British-American actor (1874–1965)

Travers John Heagerty (5 March 1874 – 18 October 1965), known professionally as Henry Travers, was an English film and stage character actor who specialised in portraying slightly bumbling but amiable and likeable older men. His best known role to today's audiences was the guardian angel Clarence Odbody in the 1946 film It's a Wonderful Life. He also received an Academy Award nomination for his supporting role in Mrs.
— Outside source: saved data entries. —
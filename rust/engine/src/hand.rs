//! Pure blackjack hand evaluation. Nothing here touches shared state; every
//! function is a deterministic function of its arguments (and, for
//! [`dealer_play`], of the deck's remaining order).

use std::fmt;

use serde::{Deserialize, Serialize};

use crate::cards::{Card, Rank};
use crate::deck::Deck;
use crate::errors::GameError;
use crate::types::{apply_bps, Amount};

/// Dealer stands on this total (hard), and on soft totals unless hitting soft 17.
pub const DEALER_STAND: u32 = 17;
pub const BLACKJACK: u32 = 21;

#[derive(Debug, Copy, Clone, Eq, PartialEq, Serialize, Deserialize)]
pub struct HandValue {
    pub total: u32,
    /// At least one ace is still counted as 11 in `total`.
    pub soft: bool,
}

#[derive(Debug, Copy, Clone, Eq, PartialEq, Hash, Serialize, Deserialize)]
#[serde(rename_all = "lowercase")]
pub enum Outcome {
    Win,
    Lose,
    Push,
}

impl Outcome {
    pub fn as_str(self) -> &'static str {
        match self {
            Outcome::Win => "win",
            Outcome::Lose => "lose",
            Outcome::Push => "push",
        }
    }
}

impl fmt::Display for Outcome {
    fn fmt(&self, f: &mut fmt::Formatter<'_>) -> fmt::Result {
        f.write_str(self.as_str())
    }
}

/// Sums the hand with aces high, then demotes aces to 1 one at a time while
/// the total exceeds 21.
pub fn hand_value(cards: &[Card]) -> HandValue {
    let mut total = 0;
    let mut high_aces = 0;
    for card in cards {
        if card.rank == Rank::Ace {
            high_aces += 1;
        }
        total += card.rank.points();
    }
    while total > BLACKJACK && high_aces > 0 {
        total -= 10;
        high_aces -= 1;
    }
    HandValue {
        total,
        soft: high_aces > 0,
    }
}

/// Exactly two cards: one ace and one ten-valued card.
pub fn is_blackjack(cards: &[Card]) -> bool {
    match cards {
        [a, b] => {
            (a.rank == Rank::Ace && b.rank.is_ten_valued())
                || (b.rank == Rank::Ace && a.rank.is_ten_valued())
        }
        _ => false,
    }
}

pub fn is_bust(cards: &[Card]) -> bool {
    hand_value(cards).total > BLACKJACK
}

/// Draws for the dealer until the house rule says stand. Returns the final hand.
pub fn dealer_play(
    deck: &mut Deck,
    mut dealer: Vec<Card>,
    hit_soft_17: bool,
) -> Result<Vec<Card>, GameError> {
    loop {
        let value = hand_value(&dealer);
        let must_hit = value.total < DEALER_STAND
            || (value.total == DEALER_STAND && value.soft && hit_soft_17);
        if !must_hit {
            return Ok(dealer);
        }
        dealer.push(deck.deal()?);
    }
}

/// Settles one hand. Precedence: both naturals push; player natural pays
/// `bet * blackjack_payout_bps / 10000`; dealer natural loses; player bust
/// loses; dealer bust pays even money; otherwise the higher total wins even
/// money and equal totals push.
pub fn evaluate_outcome(
    player: &[Card],
    dealer: &[Card],
    bet: Amount,
    blackjack_payout_bps: u32,
) -> (Outcome, Amount) {
    let player_bj = is_blackjack(player);
    let dealer_bj = is_blackjack(dealer);

    if player_bj && dealer_bj {
        return (Outcome::Push, 0);
    }
    if player_bj {
        return (Outcome::Win, apply_bps(bet, blackjack_payout_bps));
    }
    if dealer_bj {
        return (Outcome::Lose, 0);
    }
    if is_bust(player) {
        return (Outcome::Lose, 0);
    }
    if is_bust(dealer) {
        return (Outcome::Win, bet);
    }

    let player_total = hand_value(player).total;
    let dealer_total = hand_value(dealer).total;
    match player_total.cmp(&dealer_total) {
        std::cmp::Ordering::Greater => (Outcome::Win, bet),
        std::cmp::Ordering::Less => (Outcome::Lose, 0),
        std::cmp::Ordering::Equal => (Outcome::Push, 0),
    }
}

#[cfg(test)]
mod tests {
    use super::*;
    use crate::cards::Suit;

    fn c(rank: Rank) -> Card {
        Card::new(rank, Suit::Spades)
    }

    #[test]
    fn ace_six_is_soft_seventeen() {
        assert_eq!(
            hand_value(&[c(Rank::Ace), c(Rank::Six)]),
            HandValue {
                total: 17,
                soft: true
            }
        );
    }

    #[test]
    fn ace_demotes_when_over_twenty_one() {
        assert_eq!(
            hand_value(&[c(Rank::Ace), c(Rank::Six), c(Rank::Nine)]),
            HandValue {
                total: 16,
                soft: false
            }
        );
    }

    #[test]
    fn only_one_of_two_aces_demotes() {
        assert_eq!(
            hand_value(&[c(Rank::Ace), c(Rank::Ace)]),
            HandValue {
                total: 12,
                soft: true
            }
        );
        assert_eq!(
            hand_value(&[c(Rank::Ace), c(Rank::Ace), c(Rank::King)]),
            HandValue {
                total: 12,
                soft: false
            }
        );
    }

    #[test]
    fn blackjack_needs_exactly_two_cards() {
        assert!(is_blackjack(&[c(Rank::Ace), c(Rank::King)]));
        assert!(is_blackjack(&[c(Rank::Ten), c(Rank::Ace)]));
        assert!(!is_blackjack(&[c(Rank::Ace), c(Rank::Six), c(Rank::Four)]));
        assert!(!is_blackjack(&[c(Rank::Ace), c(Rank::Nine)]));
        assert!(!is_blackjack(&[]));
    }

    #[test]
    fn bust_is_strictly_over_twenty_one() {
        assert!(!is_bust(&[c(Rank::King), c(Rank::Queen), c(Rank::Ace)]));
        assert!(is_bust(&[c(Rank::King), c(Rank::Queen), c(Rank::Two)]));
    }

    #[test]
    fn natural_pays_configured_ratio() {
        assert_eq!(
            evaluate_outcome(
                &[c(Rank::Ace), c(Rank::King)],
                &[c(Rank::Nine), c(Rank::Seven)],
                100,
                15_000
            ),
            (Outcome::Win, 150)
        );
    }

    #[test]
    fn two_naturals_push() {
        assert_eq!(
            evaluate_outcome(
                &[c(Rank::Ace), c(Rank::King)],
                &[c(Rank::Queen), c(Rank::Ace)],
                100,
                15_000
            ),
            (Outcome::Push, 0)
        );
    }

    #[test]
    fn dealer_natural_beats_twenty_one() {
        assert_eq!(
            evaluate_outcome(
                &[c(Rank::Seven), c(Rank::Seven), c(Rank::Seven)],
                &[c(Rank::Ace), c(Rank::Jack)],
                100,
                15_000
            ),
            (Outcome::Lose, 0)
        );
    }

    #[test]
    fn player_bust_loses_even_if_dealer_busts() {
        assert_eq!(
            evaluate_outcome(
                &[c(Rank::King), c(Rank::Six), c(Rank::Nine)],
                &[c(Rank::King), c(Rank::Six), c(Rank::Eight)],
                100,
                15_000
            ),
            (Outcome::Lose, 0)
        );
    }

    #[test]
    fn dealer_bust_pays_even_money() {
        assert_eq!(
            evaluate_outcome(
                &[c(Rank::King), c(Rank::Eight)],
                &[c(Rank::Ten), c(Rank::Six), c(Rank::King)],
                100,
                15_000
            ),
            (Outcome::Win, 100)
        );
    }

    #[test]
    fn totals_compare() {
        let eighteen = [c(Rank::King), c(Rank::Eight)];
        let nineteen = [c(Rank::King), c(Rank::Nine)];
        assert_eq!(
            evaluate_outcome(&nineteen, &eighteen, 40, 15_000),
            (Outcome::Win, 40)
        );
        assert_eq!(
            evaluate_outcome(&eighteen, &nineteen, 40, 15_000),
            (Outcome::Lose, 0)
        );
        assert_eq!(
            evaluate_outcome(&eighteen, &eighteen, 40, 15_000),
            (Outcome::Push, 0)
        );
    }

    #[test]
    fn dealer_hits_soft_seventeen_only_when_enabled() {
        let mut deck = Deck::new(1).expect("deck");
        // Canonical order starts A♣ 2♣ ...
        let stood = dealer_play(&mut deck, vec![c(Rank::Ace), c(Rank::Six)], false)
            .expect("dealer plays");
        assert_eq!(stood.len(), 2);
        assert_eq!(deck.dealt(), 0);

        let hit = dealer_play(&mut deck, vec![c(Rank::Ace), c(Rank::Six)], true)
            .expect("dealer plays");
        // A+6+A = soft 18, stand.
        assert_eq!(hit.len(), 3);
        assert_eq!(hand_value(&hit).total, 18);
    }

    #[test]
    fn dealer_stands_on_hard_seventeen() {
        let mut deck = Deck::new(1).expect("deck");
        let hand = dealer_play(&mut deck, vec![c(Rank::King), c(Rank::Seven)], true)
            .expect("dealer plays");
        assert_eq!(hand.len(), 2);
    }

    #[test]
    fn dealer_draw_surfaces_exhaustion() {
        let mut deck = Deck::new(1).expect("deck");
        while deck.remaining() > 0 {
            deck.deal().expect("card");
        }
        assert!(matches!(
            dealer_play(&mut deck, vec![c(Rank::Two), c(Rank::Three)], true),
            Err(GameError::ExhaustedShoe { .. })
        ));
    }
}
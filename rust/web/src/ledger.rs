//! Subscription contract for the remote ledger's event log, plus an
//! in-process source used by tests and by the server when no node is wired in.

use async_trait::async_trait;
use fairhand_engine::types::Address;
use std::collections::VecDeque;
use std::sync::atomic::{AtomicBool, AtomicUsize, Ordering};
use std::sync::{Arc, Mutex, MutexGuard};
use thiserror::Error;
use tokio::sync::mpsc;

const LOG_CHANNEL_BUFFER: usize = 1024;

/// One 32-byte ABI word.
pub type Word = [u8; 32];

/// Raw log entry: indexed topics plus an opaque payload.
#[derive(Debug, Clone, PartialEq, Eq)]
pub struct LedgerLog {
    pub address: Address,
    pub topics: Vec<Word>,
    pub data: Vec<u8>,
    pub block_number: Option<u64>,
}

#[derive(Debug, Error, Clone, PartialEq, Eq)]
pub enum SubscriptionError {
    #[error("failed to subscribe: {0}")]
    Connect(String),
    #[error("subscription transport error: {0}")]
    Transport(String),
    #[error("log source closed")]
    Closed,
}

pub type LogItem = Result<LedgerLog, SubscriptionError>;

/// Live feed of log entries. Dropping it ends the subscription.
#[derive(Debug)]
pub struct Subscription {
    receiver: mpsc::Receiver<LogItem>,
}

impl Subscription {
    pub fn new(receiver: mpsc::Receiver<LogItem>) -> Self {
        Self { receiver }
    }

    pub fn channel() -> (mpsc::Sender<LogItem>, Subscription) {
        let (tx, rx) = mpsc::channel(LOG_CHANNEL_BUFFER);
        (tx, Subscription::new(rx))
    }

    /// Next entry or transport error; `None` once the source hung up.
    pub async fn next(&mut self) -> Option<LogItem> {
        self.receiver.recv().await
    }
}

/// A source of contract logs, keyed by contract address.
#[async_trait]
pub trait LogSource: Send + Sync {
    async fn subscribe(&self, address: Address) -> Result<Subscription, SubscriptionError>;

    /// Releases the underlying connection.
    async fn close(&self);
}

/// Log source backed by in-process channels.
#[derive(Debug, Clone, Default)]
pub struct MemoryLogSource {
    inner: Arc<MemoryInner>,
}

#[derive(Debug, Default)]
struct MemoryInner {
    subscribers: Mutex<Vec<(Address, mpsc::Sender<LogItem>)>>,
    refusals: Mutex<VecDeque<SubscriptionError>>,
    subscribe_calls: AtomicUsize,
    closed: AtomicBool,
}

impl MemoryLogSource {
    pub fn new() -> Self {
        Self::default()
    }

    fn subscribers(&self) -> MutexGuard<'_, Vec<(Address, mpsc::Sender<LogItem>)>> {
        self.inner
            .subscribers
            .lock()
            .unwrap_or_else(|poisoned| poisoned.into_inner())
    }

    /// Delivers `log` to every live subscription on its address. Returns how
    /// many subscriptions received it.
    pub fn publish(&self, log: LedgerLog) -> usize {
        let mut subscribers = self.subscribers();
        subscribers.retain(|(_, tx)| !tx.is_closed());
        let mut delivered = 0;
        for (address, tx) in subscribers.iter() {
            if *address != log.address {
                continue;
            }
            match tx.try_send(Ok(log.clone())) {
                Ok(()) => delivered += 1,
                Err(err) => tracing::warn!(error = %err, "dropping log for slow subscriber"),
            }
        }
        delivered
    }

    /// Breaks every live subscription with `error`, as a dropped socket would.
    pub fn break_subscriptions(&self, error: SubscriptionError) {
        let subscribers = std::mem::take(&mut *self.subscribers());
        for (_, tx) in subscribers {
            let _ = tx.try_send(Err(error.clone()));
        }
    }

    /// Makes the next subscribe attempt fail with `error`.
    pub fn refuse_next_subscribe(&self, error: SubscriptionError) {
        self.inner
            .refusals
            .lock()
            .unwrap_or_else(|poisoned| poisoned.into_inner())
            .push_back(error);
    }

    pub fn subscribe_calls(&self) -> usize {
        self.inner.subscribe_calls.load(Ordering::Acquire)
    }

    pub fn active_subscriptions(&self) -> usize {
        self.subscribers()
            .iter()
            .filter(|(_, tx)| !tx.is_closed())
            .count()
    }

    pub fn is_closed(&self) -> bool {
        self.inner.closed.load(Ordering::Acquire)
    }
}

#[async_trait]
impl LogSource for MemoryLogSource {
    async fn subscribe(&self, address: Address) -> Result<Subscription, SubscriptionError> {
        self.inner.subscribe_calls.fetch_add(1, Ordering::AcqRel);
        if self.is_closed() {
            return Err(SubscriptionError::Closed);
        }
        let refusal = self
            .inner
            .refusals
            .lock()
            .unwrap_or_else(|poisoned| poisoned.into_inner())
            .pop_front();
        if let Some(error) = refusal {
            return Err(error);
        }

        let (tx, subscription) = Subscription::channel();
        self.subscribers().push((address, tx));
        tracing::debug!(%address, "log subscription opened");
        Ok(subscription)
    }

    async fn close(&self) {
        self.inner.closed.store(true, Ordering::Release);
        self.subscribers().clear();
        tracing::debug!("log source closed");
    }
}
Miniver (1942). Other notable films include The Invisible Man (1933), Dark Victory (1939), High Sierra (1941), and The Bells of St. Mary's (1945).

==Early life==
Travers John Heagerty was born on 5 March 1874 in Prudhoe, Northumberland, the son of Daniel Heagerty, a doctor originally from Ireland, and Ellen Gillman Hornibrook, also a native of Ireland (County Cork). She was previously married to William H. Belcher, a merchant seaman. He died in 1869. Travers had a half-brother, Samuel William Belcher, by his mother's previous marriage. He had a brother, Daniel George Belsaigne Heagerty, and a sister, Mary Sophia Maude Heagerty. Travers grew up in Berwick-upon-Tweed, and many biographies wrongly report him as being born there.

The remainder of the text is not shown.